Under the legislation, U.S. Customs and Border Protection (CBP) would be authorized to hire additional inspectors to fully staff U.S. airports, seaports and land ports of industry.
The bipartisan bill was introduced by Sens. Gary Peters, D-Michigan; Pat Roberts, R-Kansas; John Conyn, R-Texas; and Debbie Stabenow, D-Michigan. Peters serves as the ranking member of the Senate Homeland Security and Governmental Affairs Committee, while Roberts and Stabenow are respectively chairman and ranking member of the Senate Committee on Agriculture, Nutrition, and Forestry.
“Agricultural inspectors help secure our country from serious threats that could disrupt our food supply or endanger our agricultural industry,” Peters said in a press release. “We need more inspectors and support staff to effectively carry out this vital national security mission and protect Americans’ health and safety. I’m proud to have led this bipartisan effort, and I look forward to the full Senate passing this bill as quickly as possible.”
The legislative action comes about a week after National Pork Producers Council (NPPC) President David Herring testified before the House Agriculture Subcommittee on Livestock and Foreign Agriculture about the need for more inspectors to help keep ASF out of the United States. “We can all agree that we need to keep this deadly swine-only disease out of the USA,” he said, adding that appropriations funding for 600 additional inspectors would help keep ASF away.
Swine industry responds
Responding to the news of the bipartisan bill, Herring stated: “Preventing the spread of African swine fever and other foreign animal diseases to the United States is our top priority. We appreciate all that the U.S. Department of Agriculture and the U.S. Customs and Border Protection are doing to strengthen biosecurity at our borders. To further safeguard American agriculture, we need additional agriculture inspectors at our sea and airports. This essential legislation will help address the current inspection shortfall, reduce the risk of ASF and other foreign animal diseases, and protect the food supply for U.S. consumers.”

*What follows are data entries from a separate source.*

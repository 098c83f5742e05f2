//! Custom Axum extractors.
//!
//! This module contains custom extractors for common HTTP patterns:
//! - `CorrelationId`: Extract or generate request correlation IDs
//! - `ClientIp`: Client address from the connection, or from proxy headers
//!   when the server trusts its proxy
//! - `BearerToken`: Raw token from the `Authorization` header
//! - `AuthUser`: Verified token claims of the caller
//! - `JsonBody`: JSON body whose rejections are reported as 400
//!
//! # Examples
//!
//! ```ignore
//! use sps_web::extractors::{AuthUser, CorrelationId};
//!
//! async fn handler(
//!     State(state): State<AppState<U>>,
//!     correlation_id: CorrelationId,
//!     AuthUser(claims): AuthUser,
//! ) -> Result<Json<Vec<PublicUser>>, AppError> {
//!     tracing::info!(
//!         correlation_id = %correlation_id.0,
//!         caller = %claims.id,
//!         "Listing users"
//!     );
//!     Ok(Json(state.accounts.list().await?))
//! }
//! ```

use crate::error::AppError;
use crate::state::AppState;
use axum::{
    Json, async_trait,
    extract::{ConnectInfo, FromRequest, FromRequestParts, Request},
    http::{HeaderMap, header, request::Parts},
};
use serde::de::DeserializeOwned;
use sps_auth::providers::UserRepository;
use sps_auth::{Actor, Claims};
use std::net::{IpAddr, Ipv4Addr, SocketAddr};
use uuid::Uuid;

/// Message for every authentication failure on protected routes.
pub const NOT_AUTHENTICATED: &str = "Not authenticated";

/// Correlation ID for request tracing.
///
/// Extracts the correlation ID from the `X-Correlation-ID` header,
/// or generates a new UUID v4 if not present.
#[derive(Debug, Clone, Copy)]
pub struct CorrelationId(pub Uuid);

#[async_trait]
impl<S> FromRequestParts<S> for CorrelationId
where
    S: Send + Sync,
{
    type Rejection = std::convert::Infallible;

    async fn from_request_parts(parts: &mut Parts, _state: &S) -> Result<Self, Self::Rejection> {
        // Prefer the id assigned by the correlation middleware
        if let Some(id) = parts.extensions.get::<Uuid>() {
            return Ok(Self(*id));
        }

        let correlation_id = parts
            .headers
            .get(crate::middleware::CORRELATION_ID_HEADER)
            .and_then(|v| v.to_str().ok())
            .and_then(|s| Uuid::parse_str(s).ok())
            .unwrap_or_else(Uuid::new_v4);

        Ok(Self(correlation_id))
    }
}

/// Client IP address.
///
/// By default this is the socket peer address, which clients cannot forge.
/// With `TRUST_PROXY` set, forwarding headers take precedence:
///
/// 1. `X-Forwarded-For` (first IP in the list)
/// 2. `X-Real-IP`
/// 3. Connection IP
///
/// Falls back to `127.0.0.1` when the router is served without connect info.
#[derive(Debug, Clone, Copy)]
pub struct ClientIp(pub IpAddr);

#[async_trait]
impl<U> FromRequestParts<AppState<U>> for ClientIp
where
    U: UserRepository + 'static,
{
    type Rejection = std::convert::Infallible;

    async fn from_request_parts(
        parts: &mut Parts,
        state: &AppState<U>,
    ) -> Result<Self, Self::Rejection> {
        let ip = extract_client_ip(&parts.headers, parts.extensions.get(), state.trust_proxy);

        Ok(Self(ip))
    }
}

/// Extract client IP from the connection, consulting headers only when
/// `trust_proxy` is set.
fn extract_client_ip(
    headers: &HeaderMap,
    connect_info: Option<&ConnectInfo<SocketAddr>>,
    trust_proxy: bool,
) -> IpAddr {
    let peer = connect_info.map(|ConnectInfo(addr)| addr.ip());

    if !trust_proxy {
        return peer.unwrap_or(IpAddr::V4(Ipv4Addr::LOCALHOST));
    }

    let forwarded = headers
        .get("X-Forwarded-For")
        .and_then(|v| v.to_str().ok())
        .and_then(|s| s.split(',').next())
        .and_then(|first| first.trim().parse::<IpAddr>().ok());

    let real_ip = || {
        headers
            .get("X-Real-IP")
            .and_then(|v| v.to_str().ok())
            .and_then(|s| s.trim().parse::<IpAddr>().ok())
    };

    forwarded
        .or_else(real_ip)
        .or(peer)
        .unwrap_or(IpAddr::V4(Ipv4Addr::LOCALHOST))
}

/// Bearer token from the `Authorization` header.
///
/// Rejects with 401 when the header is missing, not a bearer credential,
/// or empty.
#[derive(Debug, Clone)]
pub struct BearerToken(pub String);

#[async_trait]
impl<S> FromRequestParts<S> for BearerToken
where
    S: Send + Sync,
{
    type Rejection = AppError;

    async fn from_request_parts(parts: &mut Parts, _state: &S) -> Result<Self, Self::Rejection> {
        let value = parts
            .headers
            .get(header::AUTHORIZATION)
            .and_then(|v| v.to_str().ok())
            .ok_or_else(|| AppError::unauthorized(NOT_AUTHENTICATED))?;

        let token = value
            .strip_prefix("Bearer ")
            .map(str::trim)
            .filter(|t| !t.is_empty())
            .ok_or_else(|| AppError::unauthorized(NOT_AUTHENTICATED))?;

        Ok(Self(token.to_string()))
    }
}

/// Verified claims of the caller.
///
/// Every failure (missing header, bad signature, malformed or expired token)
/// becomes the same 401 response.
#[derive(Debug, Clone)]
pub struct AuthUser(pub Claims);

impl AuthUser {
    /// The caller as seen by the authorization rules.
    #[must_use]
    pub fn actor(&self) -> Actor {
        Actor::from(&self.0)
    }
}

#[async_trait]
impl<U> FromRequestParts<AppState<U>> for AuthUser
where
    U: UserRepository + 'static,
{
    type Rejection = AppError;

    async fn from_request_parts(
        parts: &mut Parts,
        state: &AppState<U>,
    ) -> Result<Self, Self::Rejection> {
        let BearerToken(token) = BearerToken::from_request_parts(parts, state).await?;

        let claims = state
            .tokens
            .verify(&token)
            .map_err(|_| AppError::unauthorized(NOT_AUTHENTICATED))?;

        Ok(Self(claims))
    }
}

/// JSON request body.
///
/// Syntax errors, missing fields and a wrong content type all become
/// `400 {"code": "BAD_REQUEST", "message": "Invalid data"}`.
#[derive(Debug, Clone)]
pub struct JsonBody<T>(pub T);

#[async_trait]
impl<S, T> FromRequest<S> for JsonBody<T>
where
    T: DeserializeOwned,
    S: Send + Sync,
{
    type Rejection = AppError;

    async fn from_request(req: Request, state: &S) -> Result<Self, Self::Rejection> {
        match Json::<T>::from_request(req, state).await {
            Ok(Json(value)) => Ok(Self(value)),
            Err(rejection) => {
                tracing::debug!(error = %rejection.body_text(), "Rejected request body");
                Err(AppError::bad_request("Invalid data"))
            }
        }
    }
}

Mary Kelpinski, CEO of the Michigan Pork Producers Association, also praised the action.
“With the outbreak of African Swine Fever in China and many other countries around the world, U.S. border safeguards are more important than ever to protect America’s food supply,” said Kelpinski. “Border security professionals must have the resources necessary to carry out this critical mission and protect our nation from contaminated or fraudulent imports. This commonsense legislation will help ensure our farmers can continue to produce the highest quality products—without fear that foreign imports will compromise the quality of U.S. goods.”